Task requirements:
Up to and including the line containing "impl Drop for", retype each line of the listing below exactly, beginning with the first.

[Opening Exercise input section]

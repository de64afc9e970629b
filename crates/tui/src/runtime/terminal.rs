//! Terminal state management and cleanup.
//!
//! Responsibilities:
//! - Ensure terminal state is restored on application exit, even during panics.
//!
//! Does NOT handle:
//! - Initial terminal setup (done in `main.rs`).
//!
//! Invariants / Assumptions:
//! - Must be created after terminal setup is complete.
//! - Must live for the duration of the TUI session.
//! - Drop implementation must not panic.

use crossterm::{
    cursor::Show,
    execute,
    terminal::{LeaveAlternateScreen, disable_raw_mode},
};

/// Guard that restores the terminal (raw mode, alternate screen, cursor) on drop.
#[derive(Debug, Default)]
pub struct TerminalGuard {
    _private: (),
}

impl TerminalGuard {
    pub fn new() -> Self {
        Self::default()
    }
}

impl Drop for TerminalGuard {
    fn drop(&mut self) {
        // Errors are ignored: this runs during unwinding too.
        let _ = disable_raw_mode();
        let _ = execute!(std::io::stdout(), LeaveAlternateScreen, Show);
    }
}
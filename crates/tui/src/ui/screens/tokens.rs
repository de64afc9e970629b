//! ACL token settings screen rendering.

use ratatui::{
    Frame,
    layout::{Constraint, Direction, Layout, Rect},
    style::{Color, Style},
    widgets::{Block, Borders, Paragraph, Wrap},
};

/// Configuration for rendering the token screen.
pub struct TokensRenderConfig<'a> {
    /// Length of the token typed so far; the value itself is never drawn.
    pub input_len: usize,
    /// Cursor position within the masked input
    pub cursor: usize,
    pub has_token: bool,
    pub address: &'a str,
}

pub fn render_tokens(f: &mut Frame, area: Rect, config: TokensRenderConfig) {
    let chunks = Layout::default()
        .direction(Direction::Vertical)
        .constraints([Constraint::Length(5), Constraint::Length(3), Constraint::Min(0)])
        .split(area);

    let status = if config.has_token {
        "A token is currently set for this session."
    } else {
        "No token is set; requests are anonymous."
    };
    let intro = Paragraph::new(format!(
        "Paste the Secret ID of an ACL token for {}.\n{status}",
        config.address
    ))
    .block(Block::default().borders(Borders::ALL).title("ACL Tokens"))
    .wrap(Wrap { trim: true });
    f.render_widget(intro, chunks[0]);

    let masked = "*".repeat(config.input_len);
    let input = Paragraph::new(masked).block(
        Block::default()
            .borders(Borders::ALL)
            .border_style(Style::default().fg(Color::Yellow))
            .title("Secret ID"),
    );
    f.render_widget(input, chunks[1]);

    let x = chunks[1].x + 1 + config.cursor as u16;
    f.set_cursor_position((x.min(chunks[1].right().saturating_sub(2)), chunks[1].y + 1));

    let help = Paragraph::new("Enter: save and return to jobs   Enter on empty input: clear token   Esc: cancel")
        .style(Style::default().fg(Color::DarkGray))
        .wrap(Wrap { trim: true });
    f.render_widget(help, chunks[2]);
}
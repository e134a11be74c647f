//! Conversation transcript for one execution.

use crate::envelope::Envelope;
use serde::Serialize;
use serde_json::Value;

/// What a tool step produced.
///
/// Failures are shown to the model as `{"error": message}`.
#[derive(Debug, Clone, PartialEq, Serialize)]
#[serde(untagged)]
pub enum ToolPayload {
    Output(Value),
    Error { error: String },
}

#[derive(Debug, Clone, PartialEq, Serialize)]
#[serde(rename_all = "camelCase")]
pub struct ToolResponse {
    pub tool_name: String,
    pub payload: ToolPayload,
}

/// One entry of the transcript.
///
/// Tool responses travel under the `user` role.
#[derive(Debug, Clone, PartialEq, Serialize)]
#[serde(tag = "role", rename_all = "snake_case")]
pub enum Message {
    User {
        content: String,
    },
    Assistant {
        content: Envelope,
    },
    #[serde(rename = "user")]
    ToolResponse {
        #[serde(rename = "toolResponse")]
        response: ToolResponse,
    },
}

impl Message {
    pub fn role(&self) -> &'static str {
        match self {
            Self::Assistant { .. } => "assistant",
            Self::User { .. } | Self::ToolResponse { .. } => "user",
        }
    }
}

/// Append-only, ordered list of messages.
#[derive(Debug, Clone, Default, PartialEq, Serialize)]
#[serde(transparent)]
pub struct History {
    messages: Vec<Message>,
}

impl History {
    pub fn new() -> Self {
        Self::default()
    }

    pub fn push(&mut self, message: Message) {
        self.messages.push(message);
    }

    pub fn push_user(&mut self, content: impl Into<String>) {
        self.push(Message::User {
            content: content.into(),
        });
    }

    pub fn push_assistant(&mut self, content: Envelope) {
        self.push(Message::Assistant { content });
    }

    pub fn push_tool_output(&mut self, tool_name: impl Into<String>, output: Value) {
        self.push(Message::ToolResponse {
            response: ToolResponse {
                tool_name: tool_name.into(),
                payload: ToolPayload::Output(output),
            },
        });
    }

    pub fn push_tool_error(&mut self, tool_name: impl Into<String>, error: impl Into<String>) {
        self.push(Message::ToolResponse {
            response: ToolResponse {
                tool_name: tool_name.into(),
                payload: ToolPayload::Error { error: error.into() },
            },
        });
    }

    /// Drop assistant messages recorded at or after position `since`.
    ///
    /// Used when a step's recorded answer was replaced or rejected after
    /// it was appended.
    pub(crate) fn retract_assistant(&mut self, since: usize) {
        let since = since.min(self.messages.len());
        let tail = self.messages.split_off(since);
        self.messages.extend(
            tail.into_iter()
                .filter(|message| !matches!(message, Message::Assistant { .. })),
        );
    }

    pub fn messages(&self) -> &[Message] {
        &self.messages
    }

    pub fn len(&self) -> usize {
        self.messages.len()
    }

    pub fn is_empty(&self) -> bool {
        self.messages.is_empty()
    }

    pub fn last(&self) -> Option<&Message> {
        self.messages.last()
    }

    /// The bounded view shown to the model.
    ///
    /// Returns everything when it fits, otherwise the first message plus the
    /// most recent `limit - 1`. The first message usually carries the task
    /// and is never dropped while `limit >= 1`.
    pub fn window(&self, limit: usize) -> Vec<&Message> {
        if self.messages.len() <= limit {
            return self.messages.iter().collect();
        }
        let Some((first, rest)) = self.messages.split_first() else {
            return Vec::new();
        };
        if limit == 0 {
            return Vec::new();
        }
        let tail = &rest[rest.len() - (limit - 1)..];
        std::iter::once(first).chain(tail).collect()
    }
}
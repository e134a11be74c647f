//! Tool definitions and dispatch.

pub mod errors;
mod registry;
mod tool;

pub use errors::ToolError;
pub use registry::{ToolDefinition, ToolRegistry};
pub use tool::{FnTool, Tool};
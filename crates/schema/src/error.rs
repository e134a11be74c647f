//! Schema error types.

use thiserror::Error;

/// Schema errors.
///
/// These describe a broken schema *document*. A value that merely fails to
/// conform is reported through [`ValidationErrors`](crate::ValidationErrors).
#[derive(Debug, Error)]
#[non_exhaustive]
pub enum Error {
    /// The document is not a usable JSON Schema.
    #[error("invalid schema: {0}")]
    Invalid(String),

    /// The document could not be parsed as JSON.
    #[error("failed to parse schema: {0}")]
    Parse(#[from] serde_json::Error),
}

pub type Result<T> = std::result::Result<T, Error>;
//! SQLite-backed key/value cache with expiry.

use crate::{Error, Result};
use chrono::Utc;
use rusqlite::{Connection, OptionalExtension, params};
use std::path::Path;
use std::sync::{Mutex, MutexGuard};
use std::time::Duration;

/// Default number of entries kept before the oldest are evicted.
pub const DEFAULT_CAPACITY: usize = 1024;

/// Persistent cache of string values keyed by content hash.
///
/// Entries expire after their TTL (if any) and the store never holds more
/// than `capacity` rows; on overflow the least recently written rows go.
pub struct CacheStore {
    conn: Mutex<Connection>,
    capacity: usize,
}

impl CacheStore {
    /// Open or create a cache at the given path.
    pub fn open(path: impl AsRef<Path>) -> Result<Self> {
        Self::init(Connection::open(path)?)
    }

    /// Create an in-memory cache (useful for testing).
    pub fn in_memory() -> Result<Self> {
        Self::init(Connection::open_in_memory()?)
    }

    fn init(conn: Connection) -> Result<Self> {
        conn.execute_batch(
            r#"
            CREATE TABLE IF NOT EXISTS cache (
                key TEXT PRIMARY KEY,
                value TEXT NOT NULL,
                expires_at INTEGER
            );
            "#,
        )?;
        Ok(Self {
            conn: Mutex::new(conn),
            capacity: DEFAULT_CAPACITY,
        })
    }

    /// Set the maximum number of entries.
    pub fn with_capacity(mut self, capacity: usize) -> Self {
        self.capacity = capacity.max(1);
        self
    }

    fn conn(&self) -> Result<MutexGuard<'_, Connection>> {
        self.conn.lock().map_err(|_| Error::Poisoned)
    }

    /// Look up a live entry.
    pub fn get(&self, key: &str) -> Result<Option<String>> {
        let now = Utc::now().timestamp_millis();
        let value = self
            .conn()?
            .query_row(
                "SELECT value FROM cache
                 WHERE key = ?1 AND (expires_at IS NULL OR expires_at > ?2)",
                params![key, now],
                |row| row.get(0),
            )
            .optional()?;
        Ok(value)
    }

    /// Insert or replace an entry, evicting the oldest rows past capacity.
    pub fn set(&self, key: &str, value: &str, ttl: Option<Duration>) -> Result<()> {
        let expires_at = ttl.map(|ttl| {
            let ttl_ms = i64::try_from(ttl.as_millis()).unwrap_or(i64::MAX);
            Utc::now().timestamp_millis().saturating_add(ttl_ms)
        });
        let capacity = i64::try_from(self.capacity).unwrap_or(i64::MAX);

        let conn = self.conn()?;
        // REPLACE assigns a fresh rowid, so rowid order is write order.
        conn.execute(
            "INSERT OR REPLACE INTO cache (key, value, expires_at) VALUES (?1, ?2, ?3)",
            params![key, value, expires_at],
        )?;
        let count: i64 = conn.query_row("SELECT COUNT(*) FROM cache", [], |row| row.get(0))?;
        let excess = count - capacity;
        if excess > 0 {
            conn.execute(
                "DELETE FROM cache WHERE rowid IN (
                    SELECT rowid FROM cache ORDER BY rowid ASC LIMIT ?1
                 )",
                params![excess],
            )?;
        }
        Ok(())
    }

    /// Drop one entry. Returns whether it existed.
    pub fn remove(&self, key: &str) -> Result<bool> {
        let removed = self
            .conn()?
            .execute("DELETE FROM cache WHERE key = ?1", params![key])?;
        Ok(removed > 0)
    }

    /// Delete every expired entry, returning how many were removed.
    pub fn purge_expired(&self) -> Result<usize> {
        let now = Utc::now().timestamp_millis();
        let removed = self.conn()?.execute(
            "DELETE FROM cache WHERE expires_at IS NOT NULL AND expires_at <= ?1",
            params![now],
        )?;
        Ok(removed)
    }

    /// Number of stored rows, expired or not.
    pub fn len(&self) -> Result<usize> {
        let count: i64 = self
            .conn()?
            .query_row("SELECT COUNT(*) FROM cache", [], |row| row.get(0))?;
        Ok(usize::try_from(count).unwrap_or_default())
    }

    pub fn is_empty(&self) -> Result<bool> {
        Ok(self.len()? == 0)
    }
}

[Closing Exercise input section]

Your response:
repository de64afc9e970629b
filename crates/tui/src/runtime/terminal.rs
//! Terminal state management and cleanup.
//!
//! Responsibilities:
//! - Ensure terminal state is restored on application exit, even during panics.
//!
//! Does NOT handle:
//! - Initial terminal setup (done in `main.rs`).
//!
//! Invariants / Assumptions:
//! - Must be created after terminal setup is complete.
//! - Must live for the duration of the TUI session.
//! - Drop implementation must not panic.

use crossterm::{
    cursor::Show,
    execute,
    terminal::{LeaveAlternateScreen, disable_raw_mode},
};

/// Guard that restores the terminal (raw mode, alternate screen, cursor) on drop.
#[derive(Debug, Default)]
pub struct TerminalGuard {
    _private: (),
}

impl TerminalGuard {
    pub fn new() -> Self {
        Self::default()
    }
}

impl Drop for TerminalGuard {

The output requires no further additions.